Task requirements
From the very first line down to the line containing "pub struct Page", write out the material exactly as it appears, and no more.

Exercise materials
● ● ● ● ●

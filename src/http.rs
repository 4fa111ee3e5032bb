//! Shared HTTP plumbing: client construction and bounded GET requests.

use futures::StreamExt;
use std::time::Duration;
use thiserror::Error;

/// Cap for any single downloaded body (feed, article page, image).
pub const MAX_BODY_SIZE: usize = 10 * 1024 * 1024; // 10MB

const MAX_REDIRECTS: usize = 5;

/// Errors from fetching a feed, article page, or image.
#[derive(Debug, Error)]
pub enum FetchError {
    /// Network-level error (DNS, connection, TLS, etc.)
    #[error("Request failed: {0}")]
    Network(#[source] reqwest::Error),
    /// HTTP response with non-2xx status code
    #[error("HTTP error: status {0}")]
    HttpStatus(u16),
    /// Request exceeded the configured timeout
    #[error("Request timed out")]
    Timeout,
    /// Document could not be parsed
    #[error("Parse error: {0}")]
    Parse(String),
    /// Response body exceeded the size limit
    #[error("Response too large")]
    ResponseTooLarge,
    /// Response was incomplete (received fewer bytes than Content-Length)
    #[error("Incomplete response: expected {expected} bytes, received {received}")]
    IncompleteResponse { expected: u64, received: usize },
}

impl From<reqwest::Error> for FetchError {
    fn from(e: reqwest::Error) -> Self {
        if e.is_timeout() {
            FetchError::Timeout
        } else {
            FetchError::Network(e)
        }
    }
}

/// A downloaded body with the `Content-Type` it was served with.
#[derive(Debug, Clone)]
pub struct Page {
    pub body: Vec<u8>,
    pub content_type: Option<String>,
}

/// Build the client shared by every step of a run.
///
/// Whole-request deadlines are applied per call with `tokio::time::timeout`;
/// the client itself only bounds connection setup.
pub fn build_client(timeout: Duration) -> Result<reqwest::Client, reqwest::Error> {
    reqwest::Client::builder()
        .user_agent(concat!("feedcast/", env!("CARGO_PKG_VERSION")))
        .redirect(reqwest::redirect::Policy::limited(MAX_REDIRECTS))
        .connect_timeout(timeout)
        .build()
}

/// GET `url` and read the whole body, bounded by `timeout` end to end and by
/// `limit` bytes.
pub async fn get_bytes(
    client: &reqwest::Client,
    url: &str,
    timeout: Duration,
    limit: usize,
) -> Result<Vec<u8>, FetchError> {
    Ok(get_page(client, url, timeout, limit).await?.body)
}

/// Like [`get_bytes`], keeping the response `Content-Type`.
pub async fn get_page(
    client: &reqwest::Client,
    url: &str,
    timeout: Duration,
    limit: usize,
) -> Result<Page, FetchError> {
    tokio::time::timeout(timeout, async {
        let response = client.get(url).send().await?;

        if !response.status().is_success() {
            return Err(FetchError::HttpStatus(response.status().as_u16()));
        }

        let content_type = response
            .headers()
            .get(reqwest::header::CONTENT_TYPE)
            .and_then(|v| v.to_str().ok())
            .map(str::to_string);
        let body = read_limited_bytes(response, limit).await?;
        Ok(Page { body, content_type })
    })
    .await
    .map_err(|_| FetchError::Timeout)?
}

pub(crate) async fn read_limited_bytes(
    response: reqwest::Response,
    limit: usize,
) -> Result<Vec<u8>, FetchError> {
    // Capture Content-Length for completeness check
    let expected_length = response.content_length();

    // Fast path: check Content-Length header
    if let Some(len) = expected_length {
        if len as usize > limit {
            return Err(FetchError::ResponseTooLarge);
        }
    }

    let mut bytes = Vec::new();
    let mut stream = response.bytes_stream();

    while let Some(chunk) = stream.next().await {
        let chunk = chunk?;
        if bytes.len().saturating_add(chunk.len()) > limit {
            return Err(FetchError::ResponseTooLarge);
        }
        bytes.extend_from_slice(&chunk);
    }

    if let Some(expected) = expected_length {
        if (bytes.len() as u64) < expected {
            return Err(FetchError::IncompleteResponse {
                expected,
                received: bytes.len(),
            });
        }
    }

    Ok(bytes)
}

● ● ● ● ●

Written response
filename src/http.rs
repository 4fa111ee3e5032bb
//! Shared HTTP plumbing: client construction and bounded GET requests.

use futures::StreamExt;
use std::time::Duration;
use thiserror::Error;

/// Cap for any single downloaded body (feed, article page, image).
pub const MAX_BODY_SIZE: usize = 10 * 1024 * 1024; // 10MB

const MAX_REDIRECTS: usize = 5;

/// Errors from fetching a feed, article page, or image.
#[derive(Debug, Error)]
pub enum FetchError {
    /// Network-level error (DNS, connection, TLS, etc.)
    #[error("Request failed: {0}")]
    Network(#[source] reqwest::Error),
    /// HTTP response with non-2xx status code
    #[error("HTTP error: status {0}")]
    HttpStatus(u16),
    /// Request exceeded the configured timeout
    #[error("Request timed out")]
    Timeout,
    /// Document could not be parsed
    #[error("Parse error: {0}")]
    Parse(String),
    /// Response body exceeded the size limit
    #[error("Response too large")]
    ResponseTooLarge,
    /// Response was incomplete (received fewer bytes than Content-Length)
    #[error("Incomplete response: expected {expected} bytes, received {received}")]
    IncompleteResponse { expected: u64, received: usize },
}

impl From<reqwest::Error> for FetchError {
    fn from(e: reqwest::Error) -> Self {
        if e.is_timeout() {
            FetchError::Timeout
        } else {
            FetchError::Network(e)
        }
    }
}

/// A downloaded body with the `Content-Type` it was served with.
#[derive(Debug, Clone)]
pub struct Page {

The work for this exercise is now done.